From 1992 to 1993, Tarvel was also a professor at the Estonian Academy of Security Sciences. Tarvel was a guest lecturer from 1980 to 1990 with lectures delivered at the University of Helsinki, University of Turku, University of Toronto, and University of Latvia. In 1998, he also lectured at Concordia International University Estonia. From 1993 to 1997, Tarvel was a professor of Baltic history at Stockholm University.

==Research==
Tarvel studied topics in Estonian history from ancient times to the present day. His main areas of research were political history, agrarian history, and local history.

An important part of Tarvel's research activity was translating, editing, and annotating medieval chronicles about Old Livonia. Among other things, he was the scientific editor and annotator of the Estonian translation of the Livonian Chronicle of Henry, translated by Richard Kleis and published in 1982 (the work was published with additional notes by Tarvel in 1993, 2005, and 2013; the last edition was published unchanged in 2018). He was also the editor and annotator of the Estonian translations of the Livonian Rhymed Chronicle and the chronicle of Dionysius Fabricius.

In 1983, he published the volume Lahemaa ajalugu (History of Lahemaa), and in 2018 a general treatment of Estonian history, Eesti rahva lugu (The Story of the Estonian People). Tarvel was also one of the authors of the general works Eesti talurahva ajalugu (History of the Estonian Peasantry, 1992) and Eesti ajalugu III (History of Estonia 3, 2013). Tarvel also studied the Soviet occupation of Estonia and especially its repressions. Tarvel participated in compiling and editing encyclopedias from the 1960s onward, most recently the TEA Encyclopedia.

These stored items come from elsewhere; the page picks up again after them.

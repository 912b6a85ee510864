//! Engine wiring: one event loop ties the store, downloader, blob server,
//! DHT adapter, and subscription registry together.
//!
//! All engine state lives behind the `Engine` value; the loop task consumes
//! DHT completions, downloader notifications, relayed publishes, and the
//! subscription poll timer. Command methods are thin entry points the admin
//! layer dispatches to.

use std::collections::{HashMap, HashSet};
use std::net::{IpAddr, Ipv4Addr, SocketAddr};
use std::path::{Path, PathBuf};
use std::sync::{Arc, Mutex};
use std::time::Duration;

use anyhow::Context;
use data_encoding::HEXLOWER;
use strand_blobs::download::DownloadEvent;
use strand_blobs::server::PublishReceived;
use strand_blobs::{ingest_file, reassemble, BlobServer, BlobStore, Downloader, RunningServer};
use strand_protocol::manifest::{FileEntry, Manifest, SignedManifest};
use strand_protocol::types::{BlobId, InfoHash};
use tokio::sync::mpsc;

use crate::commands::{
    BlobReport, BlobStoreStatus, EngineError, IngestReport, KeyOutput, NetworkStatus,
    PublishReport, StatusReport, SubscriptionReport,
};
use crate::config::EngineConfig;
use crate::dht::{Dht, DhtAdapter, DhtEvent};
use crate::keys;
use crate::subscriptions::SubscriptionManager;

/// Notifications for engine observers (UI, tests).
#[derive(Debug, Clone, PartialEq, Eq)]
pub enum EngineEvent {
    SubscriptionUpdated { public_key: [u8; 32], seq: i64 },
    BlobFinished(BlobId),
    FileComplete { name: String, path: PathBuf },
}

/// A file entry from an accepted manifest still waiting on blobs.
struct PendingFile {
    entry: FileEntry,
    missing: HashSet<BlobId>,
}

pub struct Engine {
    config: EngineConfig,
    store: Arc<BlobStore>,
    downloader: Downloader,
    adapter: DhtAdapter,
    subscriptions: Mutex<SubscriptionManager>,
    listen_addr: SocketAddr,
    /// Maps announced infohashes back to the blob ids awaiting peers.
    pending_blobs: Mutex<HashMap<InfoHash, BlobId>>,
    pending_files: Mutex<Vec<PendingFile>>,
    event_tx: mpsc::UnboundedSender<EngineEvent>,
    /// Held so the accept loop stays alive for the engine's lifetime.
    _server: RunningServer,
}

==Memberships and awards==
- 1991: Corresponding member of the Baltic Historical Commission
- 1994: Foreign member of the Royal Gustavus Adolphus Academy
- 1995: Foreign member of the Latvian Academy of Sciences
- 2001: Recipient of the Order of the White Star, Third Class
- 2009: Honorary member of the Learned Estonian Society
- 2014: Estonian National Research Awards
- 2017: Special Grant of the Estonian National Culture Foundation

==Bibliography==
- 1972: Adramaa: Eesti talurahva maakasutuse ja maksustuse alused 13.–19. sajandil. Tallinn: Eesti Raamat.
- 1982: Henriku Liivimaa kroonika = Heinrici Chronicon Livoniae. Author of the foreword and commentary, translated by Richard Kleis. Tallinn: Eesti Raamat.
- 1983: Lahemaa ajalugu. Tallinn: Eesti Raamat.
- 1992: Eesti talurahva ajalugu. Managing editor (chief editor Juhan Kahk). Tallinn: Olion.
- 1997: An Economic History of the Baltic Countries. With Juhan Kahk. Stockholm: Department of Baltic Studies at Stockholm University.
- 2003: Liivimaa vanem riimkroonika. Editor. Translation and commentary by Urmas Eelmäe. Tallinn: Argo.
- 2006: Documents on the Soviet Military Occupation of Estonia in 1940. With Tõnu-Andrus Tannberg. Tallinn: Estonian Academy Publishers.
- 2010: Dionysius Fabriciuse, Viljandi kiriku praosti Liivimaa ajaloo lühiülevaade neljas osas aastast tuhat ükssada viiskümmend kaheksa kuni aastani 1610 = Dionysii Fabricii, Praepositi pontificii Felinensis, Livonicae historiae compendiosa series in quatuor digesta partes ab anno millesimo centesimo quinquagesimo octavo usque ad annum MDCX. Author of the foreword and comments, and coeditor. Translated by Jaan Unt, edited by Kai Tafenau. Tartu: Johannes Esto Ühing.
- 2013: Eesti ajalugu III. Vene-Liivimaa sõjast Põhjasõjani. Coauthor with Enn Küng, Margus Laidre, Ivar Leimus, Aivar Põldvee, Anti Selart, Marten Seppel, Kai Tafenau, and Ülle Tarkiainen. Tartu: Tartu Ülikooli ajaloo ja arheoloogia instituut.
- 2013: Ajalookimbatused (= Eesti mõttelugu, vol. 109). Edited by Marten Seppel and Urmas Tõnisson. Tartu: Ilmamaa.
- 2018: Eesti rahva lugu. Tallinn: Varrak.